Function that finds the value of r at which the FNN ratio can be effectively considered as zero

Parameters:
  • u (ndarray) – double array of shape (n,d). Think of it as n points in a d dimensional space

  • n (int) – number of samples or observations in the time series

  • d (int) – number of measurements or dimensions of the data

  • tau (int) – amount of delay

  • m (int) – number of embedding dimensions

  • r (double) – ratio parameter

  • sig (double) – standard deviation of the data

  • delta (double) – the tolerance value(the maximum difference from zero) for a value of FNN ratio to be effectively considered to be zero

  • Rmin (double) – minimum value of r from where we would start the parameter search

  • Rmax (double) – maximum value of r for defining the upper limit of parameter search

  • rdiv (Int) – number of divisions between Rmin and Rmax for parameter search

Returns:

r (double) – value of r at which the value of FNN ratio effectively hits zero

References

  • Kantz, H., & Schreiber, T. (2004). Nonlinear time series analysis (Vol. 7). Cambridge university press. section 3.3.1

When doing this for different values of embedding dimensions, we will get r values which when ploted against corresponding embedding dimension would look like the following figure:

https://raw.githubusercontent.com/SwaragThaikkandi/SMdRQA/main/docs/chapters/figs/23_Embedding_Dim_Hitts_Zero.png

Here, we can see that, after a point, the curve shallows down, that is we can assume that the attractor had fairly unfolded. For getting this value of \(m\), we need to find the knee point of this monotonously decreasing curve. This could be done by choosing a termination criteria like the following:

\[m = \{ \text{max}(m') \mid r_{0}(m'-1) - r_{0}(m') \geq \beta \}\]

Which was implemented using the function findm().

findm()#

findm(u, n, d, tau, sd, delta, Rmin, Rmax, rdiv, bound)[source]#

Function that finds the value of m whre the r at which FNN ratio hits zero vs m curve flattens(defined by bound value)

Parameters:
  • u (ndarray) – double array of shape (n,d).
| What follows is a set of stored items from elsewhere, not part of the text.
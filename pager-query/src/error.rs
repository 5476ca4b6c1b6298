//! Error types for translation, pagination and storage hand-off.
//!
//! Translation itself never fails: malformed page or size values fall back to
//! their defaults. Errors only come from three places:
//! - a caller contract violation when paginating (a page size below 1, or a
//!   descriptor that was built without a page request)
//! - the storage collaborator (row count or fetch)
//! - loading configuration
//!
//! # Error Codes
//!
//! Error codes follow a pattern: P{category}{number}
//! - 3xxx: Connection errors reported by the storage collaborator
//! - 5xxx: Execution errors (timeout, params, database)
//! - 7xxx: Configuration errors
//! - 9xxx: Internal errors
//!
//! ```rust
//! use pager_query::{QueryError, ErrorCode};
//!
//! let err = QueryError::invalid_page_size(0);
//! assert_eq!(err.code, ErrorCode::InvalidParameter);
//! assert!(err.to_string().starts_with("[P5003]"));
//!
//! let err = QueryError::database("relation \"users\" does not exist");
//! assert_eq!(err.code, ErrorCode::DatabaseError);
//! ```

use std::fmt;
use thiserror::Error;

/// Result type for pager operations.
pub type QueryResult<T> = Result<T, QueryError>;

/// Error codes for programmatic error handling.
#[derive(Debug, Clone, Copy, PartialEq, Eq, Hash)]
pub enum ErrorCode {
    // Connection errors (3xxx)
    /// Database connection failed (P3001).
    ConnectionFailed = 3001,

    // Query execution errors (5xxx)
    /// Query timeout (P5001).
    QueryTimeout = 5001,
    /// Invalid parameter (P5003).
    InvalidParameter = 5003,
    /// General database error (P5005).
    DatabaseError = 5005,

    // Configuration errors (7xxx)
    /// Invalid configuration (P7001).
    InvalidConfiguration = 7001,
    /// Missing configuration (P7002).
    MissingConfiguration = 7002,

    // Internal errors (9xxx)
    /// Internal error (P9001).
    Internal = 9001,
}

impl ErrorCode {
    /// Get the error code string (e.g., "P5003").
    pub fn code(&self) -> String {
        format!("P{}", *self as u16)
    }

    /// Get a short description of the error code.
    pub fn description(&self) -> &'static str {
        match self {
            Self::ConnectionFailed => "Database connection failed",
            Self::QueryTimeout => "Query timeout",
            Self::InvalidParameter => "Invalid parameter",
            Self::DatabaseError => "Database error",
            Self::InvalidConfiguration => "Invalid configuration",
            Self::MissingConfiguration => "Missing configuration",
            Self::Internal => "Internal error",
        }
    }
}

impl fmt::Display for ErrorCode {
    fn fmt(&self, f: &mut fmt::Formatter<'_>) -> fmt::Result {
        write!(f, "{}", self.code())
    }
}

/// Additional context for an error.
#[derive(Debug, Clone, Default)]
pub struct ErrorContext {
    /// The operation that was being performed.
    pub operation: Option<String>,
    /// The parameter or option involved.
    pub field: Option<String>,
    /// The SQL text (if the collaborator supplied it).
    pub sql: Option<String>,
    /// Suggestions for fixing the error.
    pub suggestions: Vec<String>,
    /// Help text.
    pub help: Option<String>,
}

/// Errors that can occur while paginating or talking to storage.
#[derive(Error, Debug)]
pub struct QueryError {
    /// The error code.
    pub code: ErrorCode,
    /// The error message.
    pub message: String,
    /// Additional context.
    pub context: ErrorContext,
    /// The source error (if any).
    #[source]
    pub source: Option<Box<dyn std::error::Error + Send + Sync>>,
}

impl fmt::Display for QueryError {
    fn fmt(&self, f: &mut fmt::Formatter<'_>) -> fmt::Result {
        write!(f, "[{}] {}", self.code.code(), self.message)
    }
}

impl QueryError {
    /// Create a new error with the given code and message.
    pub fn new(code: ErrorCode, message: impl Into<String>) -> Self {
        Self {
            code,
            message: message.into(),
            context: ErrorContext::default(),
            source: None,
        }
    }

    /// Add context about the operation.
    pub fn with_context(mut self, operation: impl Into<String>) -> Self {
        self.context.operation = Some(operation.into());
        self
    }

    /// Add a suggestion for fixing the error.
    pub fn with_suggestion(mut self, suggestion: impl Into<String>) -> Self {
        self.context.suggestions.push(suggestion.into());
        self
    }

    /// Add help text.
    pub fn with_help(mut self, help: impl Into<String>) -> Self {
        self.context.help = Some(help.into());
        self
    }

    /// Set the parameter or option involved.
    pub fn with_field(mut self, field: impl Into<String>) -> Self {
        self.context.field = Some(field.into());
        self
    }

    /// Set the SQL text.
    pub fn with_sql(mut self, sql: impl Into<String>) -> Self {
        self.context.sql = Some(sql.into());
        self
    }

    /// Set the source error.
    pub fn with_source<E: std::error::Error + Send + Sync + 'static>(mut self, source: E) -> Self {
        self.source = Some(Box::new(source));
        self
    }

    // ============== Constructor Functions ==============

    /// Create an invalid input error.
    pub fn invalid_input(field: impl Into<String>, message: impl Into<String>) -> Self {
        let field = field.into();
        let message = message.into();
        Self::new(
            ErrorCode::InvalidParameter,
            format!("Invalid input for {}: {}", field, message),
        )
        .with_field(&field)
    }

    /// A page size below 1 reached the page calculator.
    pub fn invalid_page_size(size: i64) -> Self {
        Self::invalid_input("page_size", format!("page size must be at least 1, got {}", size))
            .with_suggestion("Set default_page_size to a positive value")
            .with_help("PagerOptions::normalize substitutes 20 for a zero default page size")
    }

    /// The descriptor was built without a page request.
    pub fn not_paginated() -> Self {
        Self::new(
            ErrorCode::InvalidParameter,
            "Query was built without pagination and cannot be paged",
        )
        .with_suggestion("Build the query with Pager::make_page_filter")
    }

    /// Create a connection error.
    pub fn connection(message: impl Into<String>) -> Self {
        let message = message.into();
        Self::new(ErrorCode::ConnectionFailed, format!("Connection error: {}", message))
            .with_suggestion("Check that the database server is running")
    }

    /// Create a timeout error.
    pub fn timeout(duration_ms: u64) -> Self {
        Self::new(
            ErrorCode::QueryTimeout,
            format!("Query timed out after {}ms", duration_ms),
        )
        .with_help("Consider lowering max_page_size for large tables")
    }

    /// Create a general database error.
    pub fn database(message: impl Into<String>) -> Self {
        Self::new(ErrorCode::DatabaseError, message)
            .with_suggestion("Check the database logs for more details")
    }

    /// Create an invalid configuration error.
    pub fn invalid_configuration(message: impl Into<String>) -> Self {
        let message = message.into();
        Self::new(
            ErrorCode::InvalidConfiguration,
            format!("Invalid configuration: {}", message),
        )
    }

    /// Create a missing configuration error.
    pub fn missing_configuration(path: impl Into<String>) -> Self {
        let path = path.into();
        Self::new(
            ErrorCode::MissingConfiguration,
            format!("Could not read configuration file {}", path),
        )
        .with_field(&path)
    }

    /// Create an internal error.
    pub fn internal(message: impl Into<String>) -> Self {
        let message = message.into();
        Self::new(ErrorCode::Internal, format!("Internal error: {}", message))
    }

    // ============== Error Checks ==============

    /// Check if this error came from the storage collaborator.
    pub fn is_storage_error(&self) -> bool {
        matches!(
            self.code,
            ErrorCode::ConnectionFailed | ErrorCode::QueryTimeout | ErrorCode::DatabaseError
        )
    }

    /// Check if this is a configuration error.
    pub fn is_configuration_error(&self) -> bool {
        matches!(
            self.code,
            ErrorCode::InvalidConfiguration | ErrorCode::MissingConfiguration
        )
    }

    /// Display the full error with all context and suggestions.
    pub fn display_full(&self) -> String {
        let mut output = String::new();

        output.push_str(&format!("Error [{}]: {}\n", self.code.code(), self.message));

        if let Some(ref op) = self.context.operation {
            output.push_str(&format!("  → While: {}\n", op));
        }
        if let Some(ref field) = self.context.field {
            output.push_str(&format!("  → Field: {}\n", field));
        }

        // SQL (truncated if too long)
        if let Some(ref sql) = self.context.sql {
            let sql_display = match sql.char_indices().nth(200) {
                Some((idx, _)) => format!("{}...", &sql[..idx]),
                None => sql.clone(),
            };
            output.push_str(&format!("  → SQL: {}\n", sql_display));
        }

        if !self.context.suggestions.is_empty() {
            output.push_str("\nSuggestions:\n");
            for (i, suggestion) in self.context.suggestions.iter().enumerate() {
                output.push_str(&format!("  {}. {}\n", i + 1, suggestion));
            }
        }

        if let Some(ref help) = self.context.help {
            output.push_str(&format!("\nHelp: {}\n", help));
        }

        output
    }
}

/// Helper for creating errors with context.
#[macro_export]
macro_rules! query_error {
    ($code:expr, $msg:expr) => {
        $crate::error::QueryError::new($code, $msg)
    };
    ($code:expr, $msg:expr, $($key:ident = $value:expr),+ $(,)?) => {{
        let mut err = $crate::error::QueryError::new($code, $msg);
        $(
            err = err.$key($value);
        )+
        err
    }};
}
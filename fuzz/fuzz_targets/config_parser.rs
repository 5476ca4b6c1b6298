//! Fuzz target for the pager options parser.
//!
//! This target feeds arbitrary TOML strings to the options parser
//! to find crashes and panics.
//!
//! Run with:
//! ```bash
//! cargo +nightly fuzz run fuzz_config_parser
//! ```

#![no_main]

use libfuzzer_sys::fuzz_target;
use pager_query::config::PagerOptions;

fuzz_target!(|data: &[u8]| {
    if let Ok(input) = std::str::from_utf8(data) {
        // The parser should never panic, only return errors
        if let Ok(options) = PagerOptions::from_str(input) {
            let config = options.normalize();
            assert!(config.default_page_size() >= 1);
            assert!(config.default_page_size() <= config.max_page_size());
            assert!(config.reserved_keys().iter().all(|key| !key.is_empty()));
            let _ = config.validate();
        }
    }
});
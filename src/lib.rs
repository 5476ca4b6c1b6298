//! # Pager
//!
//! Consistent filter, sort and pagination semantics for list endpoints.
//!
//! Pager provides:
//! - Translation of request parameters into predicates and positional arguments
//! - A compact `-field,field` sort syntax
//! - Page size limits with configurable parameter names
//! - Page clamping against a live row count
//!
//! ## Quick Start
//!
//! ```rust,ignore
//! use pager::prelude::*;
//!
//! async fn list_users(
//!     engine: &impl QueryEngine,
//!     params: &std::collections::HashMap<String, String>,
//! ) -> QueryResult<ListResult<User>> {
//!     let pager = Pager::new(&PagerOptions::from_file("pager.toml")?);
//!
//!     ListOperation::new(engine, pager)
//!         .filters(FilterArgs::from_query_map(params))
//!         .like_fields(["name", "email"])
//!         .exec()
//!         .await
//! }
//! ```
//!
//! ## Without an engine
//!
//! ```rust
//! use pager::{FilterArgs, Pager};
//!
//! let pager = Pager::default();
//! let mut query = pager.make_filter(&FilterArgs::new().arg("status", "open"), &[] as &[&str]);
//! let info = query.paginate(&3u64).unwrap();
//!
//! assert_eq!(info.total_page, 1);
//! assert_eq!(
//!     query.build_select_sql("tickets"),
//!     "SELECT * FROM tickets WHERE status = ? LIMIT 20"
//! );
//! ```

#![cfg_attr(docsrs, feature(doc_cfg))]
#![deny(missing_docs)]
#![deny(rustdoc::broken_intra_doc_links)]

/// Filter translation, pagination and configuration.
pub mod query {
    pub use pager_query::*;
}

/// Prelude module for convenient imports.
pub mod prelude {
    pub use pager_query::prelude::*;
}

// Re-export key types at the crate root
pub use pager_query::{
    FilterArgs, FilterValue, ListOperation, ListResult, Page, PageInfo, Pager, PagerConfig,
    PagerOptions, Query, QueryEngine, QueryError, QueryResult, RowCounter,
};
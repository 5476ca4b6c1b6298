//! Query operations for the fluent API.
//!
//! - `ListOperation` - Translate request filters, count, clamp and fetch a page

mod list;

pub use list::{ListOperation, ListResult};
Think of it as n points in a d dimensional space

  • n (int) – number of samples or observations in the time series

  • d (int) – number of measurements or dimensions of the data

  • tau (int) – amount of delay

  • m (int) – number of embedding dimensions

  • r (double) – ratio parameter

  • sig (double) – standard deviation of the data

  • delta (double) – the tolerance value(the maximum difference from zero) for a value of FNN ratio to be effectively considered to be zero

  • Rmin (double) – minimum value of r from where we would start the parameter search

  • Rmax (double) – maximum value of r for defining the upper limit of parameter search

  • rdiv (Int) – number of divisions between Rmin and Rmax for parameter search

  • bound (double) – bound value for terminating the parameter serch

Returns:

m (double) – value of embedding dimension

References

  • Kantz, H., & Schreiber, T. (2004). Nonlinear time series analysis (Vol. 7). Cambridge university press. section 3.3.1

Now we have two important parameters for time delayed embedding, \(tau\) and \(m\).